3. China and Europe: Moving in Opposite Directions
The Gloom Has Lifted for Now
A bit more than three months ago, the markets were obsessed with the possibility of a global recession. The US had reported some slightly weaker numbers, while Europe and China were definitely slowing. Combined with open-ended trade disputes with China, a potential Brexit mess, falling oil prices, a government shutdown and the Federal Reserve continuing to hike interest rates, the outlook was gloomy.
Now, it seems that all the gloom is forgotten, as stock markets have recovered most, if not all, of their losses from the fourth quarter of last year. But how much has really changed? The US economy is likely slowing from last year’s pace, Europe and China are slowing (although each has announced some modest stimulus plans) and Brexit is a mess growing by the day.

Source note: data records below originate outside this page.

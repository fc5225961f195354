//! # galleria-store
//!
//! Local persistence for the Galleria prompt gallery.
//!
//! Stores prompt records (text, image handle, metadata) and user settings
//! in SQLite, and keeps an in-memory view consistent with that durable
//! state across create, update, delete, import, export, and reset.
//!
//! ## Architecture
//!
//! ```text
//! ┌─────────────────────────────────────────┐
//! │  CollectionService (in-memory view)     │
//! ├──────────────────┬──────────────────────┤
//! │  PromptStore     │  SettingsStore       │
//! ├──────────────────┴──────────────────────┤
//! │  StoreLifecycle (open + migrate once)   │
//! │  Database (rusqlite WAL)                │
//! └─────────────────────────────────────────┘
//! ```
//!
//! ## Quick start
//!
//! ```ignore
//! use galleria_store::{CollectionService, PromptFilter, StoreLifecycle};
//!
//! let service = CollectionService::new(StoreLifecycle::at_path("data/galleria.db"));
//! service.load().await;
//! let cyberpunk = service.search(&PromptFilter::text("cyberpunk")).await;
//! ```

pub mod backup;
pub mod clock;
pub mod collection;
pub mod db;
pub mod error;
pub mod filter;
pub mod lifecycle;
pub mod migration;
pub mod model;
pub mod prompt_store;
pub mod samples;
pub mod settings_store;

// ── re-exports ───────────────────────────────────────────────────────

pub use backup::{ParsedSnapshot, backup_file_name};
pub use clock::{Clock, SteppingClock, SystemClock};
pub use collection::{CollectionService, ImportSummary};
pub use db::Database;
pub use error::{StoreError, StoreResult};
pub use filter::{PromptFilter, filter_prompts, partition_favorites};
pub use lifecycle::{StoreLifecycle, StoreLocation};
pub use model::{GridColumns, Prompt, PromptDraft, Setting, SettingName, Snapshot};
pub use prompt_store::PromptStore;
pub use samples::{DEFAULT_CATEGORIES, default_categories, sample_prompts};
pub use settings_store::SettingsStore;
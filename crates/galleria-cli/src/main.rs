//! CLI entry point for Galleria.
//!
//! This binary provides the `galleria` command: a terminal front end over
//! [`galleria_store::CollectionService`] for adding, editing, searching,
//! and backing up a prompt collection.

mod cli;
mod config;
mod helpers;

use anyhow::{Context, Result, bail};
use clap::Parser;
use galleria_store::{
    CollectionService, GridColumns, PromptDraft, PromptFilter, StoreLifecycle, StoreLocation,
};
use tracing::{info, warn};

use crate::cli::{CategoryAction, Cli, Commands};
use crate::config::GalleriaConfig;
use crate::helpers::{detail_block, init_tracing, summary_line};

// ---------------------------------------------------------------------------
// Main
// ---------------------------------------------------------------------------

#[tokio::main]
async fn main() -> Result<()> {
    let cli = Cli::parse();
    init_tracing("warn");

    let mut config = config::load_config(&cli.config)?;
    if let Some(db) = cli.db {
        config.store.path = db;
        config.store.in_memory = false;
    }

    let service = open_service(&config).await?;
    service.load().await;
    if service.is_degraded().await {
        println!("  [!] Store unreadable; showing built-in samples only.");
    }

    match cli.command {
        Commands::List {
            search,
            category,
            favorites,
        } => cmd_list(&service, search, category, favorites).await,
        Commands::Show { id } => cmd_show(&service, &id).await,
        Commands::Add {
            title,
            prompt,
            category,
            image,
            tags,
        } => {
            let draft = PromptDraft {
                title,
                prompt,
                image_url: image,
                category: Some(category),
                tags: (!tags.is_empty()).then_some(tags),
                is_favorite: false,
            };
            let added = service.add(draft).await.context("failed to add prompt")?;
            println!("  [+] Added {}", added.id);
            Ok(())
        }
        Commands::Edit {
            id,
            title,
            prompt,
            category,
            image,
        } => cmd_edit(&service, &id, title, prompt, category, image).await,
        Commands::Favorite { id } => {
            let toggled = service
                .toggle_favorite(&id)
                .await
                .context("failed to toggle favorite")?;
            let state = if toggled.is_favorite { "favorite" } else { "not favorite" };
            println!("  [=] {} is now {state}", toggled.id);
            Ok(())
        }
        Commands::Delete { id } => {
            if service.delete(&id).await.context("failed to delete prompt")? {
                println!("  [-] Deleted {id}");
            } else {
                println!("  [=] No prompt with id {id}");
            }
            Ok(())
        }
        Commands::Categories { action } => cmd_categories(&service, action).await,
        Commands::Grid { columns } => cmd_grid(&service, columns).await,
        Commands::Export { dir } => {
            let dir = dir.unwrap_or_else(|| config.backup.dir.clone());
            let path = service
                .export_to_dir(&dir, &config.backup.app_name)
                .await
                .context("failed to export backup")?;
            println!("  [+] Backup written to {}", path.display());
            Ok(())
        }
        Commands::Import { file } => {
            let summary = service
                .import_from_file(&file)
                .await
                .with_context(|| format!("failed to import {}", file.display()))?;
            println!(
                "  [+] Imported {} prompts and {} categories",
                summary.prompts, summary.categories
            );
            Ok(())
        }
        Commands::Reset { yes } => {
            if !yes {
                bail!("reset erases every prompt and setting; re-run with --yes to confirm");
            }
            service.reset_all().await.context("failed to reset")?;
            println!("  [-] All data erased; default categories restored");
            Ok(())
        }
        Commands::Status => cmd_status(&service).await,
    }
}

/// Open the configured store, falling back to an ephemeral in-memory one.
async fn open_service(config: &GalleriaConfig) -> Result<CollectionService> {
    if config.store.in_memory {
        return Ok(CollectionService::new(StoreLifecycle::in_memory()));
    }

    if let Some(parent) = config.store.path.parent() {
        if !parent.as_os_str().is_empty() && !parent.exists() {
            std::fs::create_dir_all(parent)
                .with_context(|| format!("failed to create {}", parent.display()))?;
        }
    }

    let lifecycle = StoreLifecycle::at_path(&config.store.path);
    match lifecycle.open().await {
        Ok(_) => {
            info!(path = %config.store.path.display(), "store opened");
            Ok(CollectionService::new(lifecycle))
        }
        Err(err) if err.is_unavailable() => {
            warn!(%err, "store unavailable, continuing in memory");
            println!("  [!] {err}");
            println!("  [!] Changes in this run will not be saved.");
            Ok(CollectionService::new(StoreLifecycle::in_memory()))
        }
        Err(err) => Err(err).context("failed to open store"),
    }
}

// ---------------------------------------------------------------------------
// Subcommands
// ---------------------------------------------------------------------------

async fn cmd_list(
    service: &CollectionService,
    search: Option<String>,
    category: Option<String>,
    favorites_only: bool,
) -> Result<()> {
    let filter = PromptFilter {
        text: search.unwrap_or_default(),
        category,
    };
    let (favorites, others) = service.search_partitioned(&filter).await;

    if favorites.is_empty() && (favorites_only || others.is_empty()) {
        println!("  No prompts match.");
        return Ok(());
    }

    if !favorites.is_empty() {
        println!("  Favorites");
        for prompt in &favorites {
            println!("  {}", summary_line(prompt));
        }
    }
    if !favorites_only && !others.is_empty() {
        if !favorites.is_empty() {
            println!();
        }
        println!("  All prompts");
        for prompt in &others {
            println!("  {}", summary_line(prompt));
        }
    }
    Ok(())
}

async fn cmd_show(service: &CollectionService, id: &str) -> Result<()> {
    match service.get(id).await {
        Some(prompt) => {
            println!();
            println!("{}", detail_block(&prompt));
            Ok(())
        }
        None => bail!("no prompt with id {id}"),
    }
}

async fn cmd_edit(
    service: &CollectionService,
    id: &str,
    title: Option<String>,
    prompt: Option<String>,
    category: Option<String>,
    image: Option<String>,
) -> Result<()> {
    let Some(mut record) = service.get(id).await else {
        bail!("no prompt with id {id}");
    };
    if let Some(title) = title {
        record.title = title;
    }
    if let Some(text) = prompt {
        record.prompt = text;
    }
    if let Some(category) = category {
        record.category = Some(category);
    }
    if let Some(image) = image {
        record.image_url = image;
    }

    let saved = service.update(record).await.context("failed to save prompt")?;
    println!("  [=] Updated {} at {}", saved.id, saved.updated_at.to_rfc3339());
    Ok(())
}

async fn cmd_categories(service: &CollectionService, action: CategoryAction) -> Result<()> {
    match action {
        CategoryAction::List => {
            let categories = service.categories().await;
            if categories.is_empty() {
                println!("  No categories defined.");
            }
            for (index, name) in categories.iter().enumerate() {
                println!("  {:>2}. {name}", index + 1);
            }
        }
        CategoryAction::Add { name } => {
            service
                .add_category(&name)
                .await
                .context("failed to add category")?;
            println!("  [+] Added category {}", name.trim());
        }
        CategoryAction::Remove { name } => {
            if service
                .remove_category(&name)
                .await
                .context("failed to remove category")?
            {
                println!("  [-] Removed category {name}");
            } else {
                println!("  [=] No category named {name}");
            }
        }
        CategoryAction::Set { names } => {
            let names: Vec<String> = names.iter().map(|n| n.trim().to_string()).collect();
            service
                .set_categories(names)
                .await
                .context("failed to set categories")?;
            println!("  [=] Categories replaced");
        }
    }
    Ok(())
}

async fn cmd_grid(service: &CollectionService, columns: Option<u8>) -> Result<()> {
    match columns {
        None => println!("  Grid: {}", service.grid_columns().await),
        Some(count) => {
            let columns = GridColumns::try_from(count).map_err(anyhow::Error::msg)?;
            service
                .set_grid_columns(columns)
                .await
                .context("failed to save grid setting")?;
            println!("  [=] Grid set to {columns}");
        }
    }
    Ok(())
}

async fn cmd_status(service: &CollectionService) -> Result<()> {
    println!();
    println!("  Galleria Status");
    println!("  ===============");
    println!();

    match service.lifecycle().location() {
        StoreLocation::Path(path) => println!("  Store:       {}", path.display()),
        StoreLocation::InMemory => println!("  Store:       in memory (not saved)"),
    }
    println!(
        "  Schema:      v{}",
        service.lifecycle().schema_version().await?
    );
    println!("  Degraded:    {}", service.is_degraded().await);

    let prompts = service.prompts().await;
    let favorites = prompts.iter().filter(|p| p.is_favorite).count();
    println!("  Prompts:     {} ({favorites} favorites)", prompts.len());
    println!("  Categories:  {}", service.categories().await.len());
    println!("  Grid:        {}", service.grid_columns().await);
    println!();

    Ok(())
}
//! Durable storage for prompt records.
//!
//! Records are keyed by `id`; `get_all` returns them ascending by
//! `created_at` through the `idx_prompts_created_at` index. Every
//! operation is atomic per record, and `clear` is atomic for the whole
//! table.

use rusqlite::types::Type;
use rusqlite::{Connection, OptionalExtension};
use tracing::{debug, instrument};

use crate::db::Database;
use crate::error::{StoreError, StoreResult};
use crate::model::{Prompt, format_timestamp, parse_timestamp};

const SELECT_COLUMNS: &str = "SELECT id, title, prompt, image_url, category, tags, is_favorite, created_at, updated_at FROM prompts";

// ═══════════════════════════════════════════════════════════════════════
//  PromptStore
// ═══════════════════════════════════════════════════════════════════════

/// CRUD operations on prompt records.
#[derive(Clone)]
pub struct PromptStore {
    db: Database,
}

impl PromptStore {
    /// Create a new prompt store backed by `db`.
    pub fn new(db: Database) -> Self {
        Self { db }
    }

    /// All records, oldest first. Empty when the store has none.
    #[instrument(skip(self))]
    pub async fn get_all(&self) -> StoreResult<Vec<Prompt>> {
        self.db
            .execute(|conn| {
                let mut stmt =
                    conn.prepare(&format!("{SELECT_COLUMNS} ORDER BY created_at ASC, id ASC"))?;
                let rows = stmt
                    .query_map([], PromptRow::from_row)?
                    .collect::<Result<Vec<_>, _>>()?;
                rows.into_iter().map(PromptRow::into_prompt).collect()
            })
            .await
    }

    /// Fetch a single record by id, returning `None` if not found.
    #[instrument(skip(self))]
    pub async fn get(&self, id: &str) -> StoreResult<Option<Prompt>> {
        let id = id.to_string();
        self.db
            .execute(move |conn| {
                let row = conn
                    .query_row(
                        &format!("{SELECT_COLUMNS} WHERE id = ?1"),
                        rusqlite::params![id],
                        PromptRow::from_row,
                    )
                    .optional()?;
                row.map(PromptRow::into_prompt).transpose()
            })
            .await
    }

    /// Insert or replace a record keyed by its id (last write wins).
    #[instrument(skip(self, prompt), fields(prompt_id = %prompt.id))]
    pub async fn put(&self, prompt: &Prompt) -> StoreResult<()> {
        let prompt = prompt.clone();
        self.db.execute(move |conn| put_in(conn, &prompt)).await
    }

    /// Remove a record. Absent ids are a no-op.
    #[instrument(skip(self))]
    pub async fn delete(&self, id: &str) -> StoreResult<()> {
        let id = id.to_string();
        self.db
            .execute(move |conn| {
                let deleted =
                    conn.execute("DELETE FROM prompts WHERE id = ?1", rusqlite::params![id])?;
                debug!(prompt_id = %id, deleted, "prompt delete");
                Ok(())
            })
            .await
    }

    /// Remove every record.
    #[instrument(skip(self))]
    pub async fn clear(&self) -> StoreResult<()> {
        self.db.execute(clear_in).await
    }

    /// Number of stored records.
    pub async fn count(&self) -> StoreResult<usize> {
        self.db
            .execute(|conn| {
                let count: i64 =
                    conn.query_row("SELECT count(*) FROM prompts", [], |row| row.get(0))?;
                Ok(count as usize)
            })
            .await
    }
}

// ── connection-level helpers (usable inside a transaction) ───────────

/// Upsert `prompt` on `conn`.
pub(crate) fn put_in(conn: &Connection, prompt: &Prompt) -> StoreResult<()> {
    let tags = prompt.tags.as_ref().map(serde_json::to_string).transpose()?;
    conn.execute(
        "INSERT INTO prompts (id, title, prompt, image_url, category, tags, is_favorite, created_at, updated_at) \
         VALUES (?1, ?2, ?3, ?4, ?5, ?6, ?7, ?8, ?9) \
         ON CONFLICT(id) DO UPDATE SET \
            title = excluded.title, prompt = excluded.prompt, image_url = excluded.image_url, \
            category = excluded.category, tags = excluded.tags, is_favorite = excluded.is_favorite, \
            created_at = excluded.created_at, updated_at = excluded.updated_at",
        rusqlite::params![
            prompt.id,
            prompt.title,
            prompt.prompt,
            prompt.image_url,
            prompt.category,
            tags,
            prompt.is_favorite,
            format_timestamp(&prompt.created_at),
            format_timestamp(&prompt.updated_at),
        ],
    )?;
    debug!(prompt_id = %prompt.id, "prompt stored");
    Ok(())
}

/// Delete every row of the prompts table on `conn`.
pub(crate) fn clear_in(conn: &Connection) -> StoreResult<()> {
    let removed = conn.execute("DELETE FROM prompts", [])?;
    debug!(removed, "prompts cleared");
    Ok(())
}

// ── row mapping ──────────────────────────────────────────────────────

/// Raw column values before JSON and timestamp decoding.
struct PromptRow {
    id: String,
    title: String,
    prompt: String,
    image_url: String,
    category: Option<String>,
    tags: Option<String>,
    is_favorite: bool,
    created_at: String,
    updated_at: String,
}

impl PromptRow {
    fn from_row(row: &rusqlite::Row<'_>) -> rusqlite::Result<Self> {
        Ok(Self {
            id: row.get(0)?,
            title: row.get(1)?,
            prompt: row.get(2)?,
            image_url: row.get(3)?,
            category: row.get(4)?,
            tags: row.get(5)?,
            is_favorite: row.get(6)?,
            created_at: row.get(7)?,
            updated_at: row.get(8)?,
        })
    }

    fn into_prompt(self) -> StoreResult<Prompt> {
        let tags = self
            .tags
            .as_deref()
            .map(serde_json::from_str::<Vec<String>>)
            .transpose()?;
        let timestamp = |column: usize, raw: &str| {
            parse_timestamp(raw).map_err(|e| {
                StoreError::Sqlite(rusqlite::Error::FromSqlConversionFailure(
                    column,
                    Type::Text,
                    Box::new(e),
                ))
            })
        };

        Ok(Prompt {
            created_at: timestamp(7, &self.created_at)?,
            updated_at: timestamp(8, &self.updated_at)?,
            id: self.id,
            title: self.title,
            prompt: self.prompt,
            image_url: self.image_url,
            category: self.category,
            tags,
            is_favorite: self.is_favorite,
        })
    }
}

// ── tests ────────────────────────────────────────────────────────────
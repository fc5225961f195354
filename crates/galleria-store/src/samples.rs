//! Built-in sample collection and default categories.
//!
//! A fresh store is seeded with these records on first load, and they are
//! shown in memory when the store cannot be read at all.

use chrono::{DateTime, Utc};

use crate::model::Prompt;

/// Category list used when none has been saved, and restored on reset.
pub const DEFAULT_CATEGORIES: &[&str] = &[
    "Paisajes",
    "Retratos",
    "Personajes",
    "Surrealismo",
    "Cyberpunk",
    "Fantasía",
    "Otro",
];

/// Owned copy of [`DEFAULT_CATEGORIES`].
pub fn default_categories() -> Vec<String> {
    DEFAULT_CATEGORIES.iter().map(|c| c.to_string()).collect()
}

struct Sample {
    id: &'static str,
    title: &'static str,
    prompt: &'static str,
    category: &'static str,
    created_at: &'static str,
    is_favorite: bool,
}

const SAMPLES: &[Sample] = &[
    Sample {
        id: "sample-1",
        title: "Amanecer en los Alpes",
        prompt: "Golden hour over snow-capped alpine peaks, mist in the valley, ultra detailed landscape photography, 35mm, soft volumetric light",
        category: "Paisajes",
        created_at: "2024-01-10T09:00:00Z",
        is_favorite: true,
    },
    Sample {
        id: "sample-2",
        title: "Retrato renacentista",
        prompt: "Oil painting portrait of an elderly scholar in Renaissance style, chiaroscuro lighting, cracked varnish texture, museum quality",
        category: "Retratos",
        created_at: "2024-01-11T09:00:00Z",
        is_favorite: false,
    },
    Sample {
        id: "sample-3",
        title: "Callejón de neón",
        prompt: "A cyberpunk alley at night, rain-soaked pavement reflecting neon signs, steam vents, lone figure with umbrella, cinematic wide shot",
        category: "Cyberpunk",
        created_at: "2024-01-12T09:00:00Z",
        is_favorite: false,
    },
    Sample {
        id: "sample-4",
        title: "Relojes derretidos",
        prompt: "Surreal desert with melting clocks draped over dead trees, long shadows, dreamlike pastel sky, in the spirit of classic surrealism",
        category: "Surrealismo",
        created_at: "2024-01-13T09:00:00Z",
        is_favorite: false,
    },
    Sample {
        id: "sample-5",
        title: "Guardiana del bosque",
        prompt: "Elven ranger standing in an ancient glowing forest, intricate leather armor, fireflies, fantasy concept art, highly detailed",
        category: "Fantasía",
        created_at: "2024-01-14T09:00:00Z",
        is_favorite: true,
    },
    Sample {
        id: "sample-6",
        title: "Capitana espacial",
        prompt: "Character sheet of a space pirate captain, front and side views, worn flight jacket, cybernetic eye, clean studio background",
        category: "Personajes",
        created_at: "2024-01-15T09:00:00Z",
        is_favorite: false,
    },
];

/// The sample records, oldest first.
pub fn sample_prompts() -> Vec<Prompt> {
    SAMPLES
        .iter()
        .map(|s| {
            let created_at = DateTime::parse_from_rfc3339(s.created_at)
                .map(|ts| ts.with_timezone(&Utc))
                .unwrap_or_default();
            Prompt {
                id: s.id.to_string(),
                title: s.title.to_string(),
                prompt: s.prompt.to_string(),
                image_url: format!("https://picsum.photos/seed/galleria-{}/768/1024", s.id),
                category: Some(s.category.to_string()),
                tags: None,
                is_favorite: s.is_favorite,
                created_at,
                updated_at: created_at,
            }
        })
        .collect()
}
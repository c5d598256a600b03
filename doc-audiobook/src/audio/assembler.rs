//! Audiobook assembly from per-chunk segments.

use super::{AudioError, AudioSegment};

/// Concatenate chunk segments, in order, into one stream.
///
/// Chunks whose synthesis failed are `None` and are left out entirely; no
/// silence is inserted in their place.
pub fn assemble<I>(segments: I) -> Result<AudioSegment, AudioError>
where
    I: IntoIterator<Item = Option<AudioSegment>>,
{
    let mut stream = AudioSegment::empty();
    for segment in segments.into_iter().flatten() {
        stream.append(&segment)?;
    }
    Ok(stream)
}

#[cfg(test)]
mod tests {
    use super::*;
    use crate::audio::tone;
    use std::time::Duration;

    fn segment(value: i16, len: usize) -> AudioSegment {
        AudioSegment::new(vec![value; len], 8_000, 1)
    }

    #[test]
    fn test_assembles_in_order() {
        let a = segment(1, 2);
        let b = segment(2, 3);
        let c = segment(3, 1);

        let stream = assemble([Some(a), Some(b), Some(c)]).unwrap();
        assert_eq!(stream.samples(), &[1, 1, 2, 2, 2, 3]);
    }

    #[test]
    fn test_skipped_segment_is_omitted() {
        let stream = assemble([Some(segment(1, 2)), None, Some(segment(3, 1))]).unwrap();
        assert_eq!(stream.samples(), &[1, 1, 3]);
    }

    #[test]
    fn test_duration_adds_up() {
        let second = || Some(tone(440.0, Duration::from_secs(1), 8_000));
        let stream = assemble([second(), None, second(), second()]).unwrap();
        assert_eq!(stream.duration(), Duration::from_secs(3));
    }

    #[test]
    fn test_nothing_to_assemble() {
        let stream = assemble(Vec::<Option<AudioSegment>>::new()).unwrap();
        assert!(stream.is_empty());
        assert!(assemble([None, None]).unwrap().is_empty());
    }

    #[test]
    fn test_mismatched_formats() {
        let other = AudioSegment::new(vec![0; 4], 44_100, 2);
        assert!(assemble([Some(segment(1, 2)), Some(other)]).is_err());
    }
}
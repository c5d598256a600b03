//! Berkshire Hathaway shareholder letters, scraped from the public index page.

use super::fetch::Fetcher;
use super::{Document, SourceError};
use crate::text::DocumentKind;
use regex::Regex;
use reqwest::Url;
use std::sync::OnceLock;

/// Index page listing one link per letter year.
pub const LETTERS_INDEX_URL: &str = "https://www.berkshirehathaway.com/letters/letters.html";

/// First year with a letter on the index page.
pub const FIRST_LETTER_YEAR: u16 = 1977;

/// Most recent year offered.
pub const LAST_LETTER_YEAR: u16 = 2024;

static ANCHOR_RE: OnceLock<Regex> = OnceLock::new();
static TAG_RE: OnceLock<Regex> = OnceLock::new();

fn anchor_regex() -> &'static Regex {
    ANCHOR_RE.get_or_init(|| {
        Regex::new(
            r#"(?is)<a\s[^>]*?href\s*=\s*(?:"([^"]*)"|'([^']*)'|([^\s"'>]+))[^>]*>(.*?)</a\s*>"#,
        )
        .expect("valid anchor pattern")
    })
}

fn tag_regex() -> &'static Regex {
    TAG_RE.get_or_init(|| Regex::new(r"<[^>]*>").expect("valid tag pattern"))
}

/// Header paragraph announcing a letter.
pub fn section_header(year: &str) -> String {
    format!("Berkshire Hathaway Shareholder Letter: {}.", year)
}

/// Suggested output name for a year range.
pub fn letters_filename(start: u16, end: u16, extension: &str) -> String {
    format!("Berkshire_Hathaway_Letters_{}-{}.{}", start, end, extension)
}

/// Find the first link labelled with each year of `start..=end`.
///
/// Returns `(year, absolute_url)` in ascending year order. Years without a
/// link are left out.
pub fn find_letter_links(
    index_html: &str,
    index_url: &Url,
    start: u16,
    end: u16,
) -> Vec<(u16, String)> {
    let anchors: Vec<(String, String)> = anchor_regex()
        .captures_iter(index_html)
        .map(|caps| {
            // href is double-quoted, single-quoted or bare
            let href = caps
                .get(1)
                .or_else(|| caps.get(2))
                .or_else(|| caps.get(3))
                .map_or("", |m| m.as_str());
            let label = tag_regex().replace_all(&caps[4], "");
            (label.trim().to_string(), href.trim().to_string())
        })
        .collect();

    let mut links = Vec::new();
    for year in start..=end {
        let wanted = year.to_string();
        let Some((_, href)) = anchors.iter().find(|(label, _)| *label == wanted) else {
            log::debug!("No letter link for {}", year);
            continue;
        };
        match index_url.join(href) {
            Ok(url) => links.push((year, url.to_string())),
            Err(e) => log::warn!("Skipping letter {}: bad link {:?} ({})", year, href, e),
        }
    }

    links
}

/// Fetch every available letter in `start..=end`.
///
/// Fails with [`SourceError::NoLettersFound`] before fetching any letter body
/// if no year in the range has a link.
pub async fn collect_letters(
    fetcher: &dyn Fetcher,
    index_url: &str,
    start: u16,
    end: u16,
) -> Result<Vec<Document>, SourceError> {
    if start > end {
        return Err(SourceError::InvalidYearRange { start, end });
    }

    let base = Url::parse(index_url).map_err(|e| SourceError::InvalidUrl {
        url: index_url.to_string(),
        message: e.to_string(),
    })?;

    let index = fetcher.fetch(index_url).await?;
    let html = String::from_utf8_lossy(&index.bytes);
    let links = find_letter_links(&html, &base, start, end);

    if links.is_empty() {
        return Err(SourceError::NoLettersFound { start, end });
    }

    log::info!("Found {} letters to process", links.len());

    let mut documents = Vec::with_capacity(links.len());
    for (i, (year, url)) in links.iter().enumerate() {
        let page = fetcher.fetch(url).await?;
        let kind = if url.to_lowercase().ends_with(".pdf") {
            DocumentKind::Pdf
        } else {
            DocumentKind::Html
        };
        log::info!("Fetched letter for {} ({}/{})", year, i + 1, links.len());
        documents.push(Document {
            payload: page.bytes,
            kind,
            label: Some(year.to_string()),
            origin: page.url,
        });
    }

    Ok(documents)
}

The biggest change is that the Federal Reserve has abruptly changed plans, effectively putting off any interest rate increases for the remainder of this year. Some pundits even expect the Fed to cut rates, should US economic data weaken any further.
Looking out over the next 18 months, the 2020 election will come into increasingly sharp focus, with the posturing by both sides eventually reaching a fever pitch. More importantly, little will get done as compromise has become a four letter word in Washington. That said, it is usually a good thing for the markets when nothing is getting done in DC.
Falling Long Term Interest Rates: Good or Bad?
We believe long term interest rates are an excellent barometer for the future health of the economy. The rate on the US Treasury 10 year bond has fallen from 3.3% in October to about 2.5% now. While you can argue that the fall in interest rates will stimulate some parts of the economy like housing, you can also argue that it is foreshadowing that growth will not be strong enough to generate much inflation. Our best guess is that we have slower growth but no recession in the near term.
If the Fed stays on hold, we could very well stay in this “Goldilocks” environment where economic growth is consistent – not too weak or strong – and inflation is low – but not too low. This would likely allow corporate earnings to grow at a reasonable rate and stock markets to continue to prosper. In this type of environment, our focus on individual stock selection should be helpful, as we concentrate on those companies which can deliver good results despite a more challenging “macro” outlook.
China and Europe: Moving in Opposite Directions
Outside the US, the Brexit battles have laid bare the fragilities of the Eurozone structure. We believe that part of the world will stay weak for the foreseeable future. That doesn’t mean there aren’t interesting investment opportunities – it just means the environment will be a headwind rather than a tailwind.
In China, the stock market has rallied very strongly so far this year on the back of government stimulus plans and hope of a comprehensive trade deal with the US. The outcome of the trade negotiations is very difficult to predict as the Trump administration has been inconsistent in its trade negotiations with other partners. That said, we believe the President really wants to complete a deal this year, so it can be used in his re-election campaign. And, we believe that President Xi also wants to do a deal so he can reinvigorate the mood of the Chinese people, which will help his stimulus plans. But each side wants a “win,” so a substantive deal is not assured until the negotiations are over.
From an investment perspective, we have largely held asset allocation steady, with a modest overweight to US large cap and a substantial – but less than market – weight in international stocks. We remain underweight in fixed income, with an offsetting overweight in hedged equity strategies.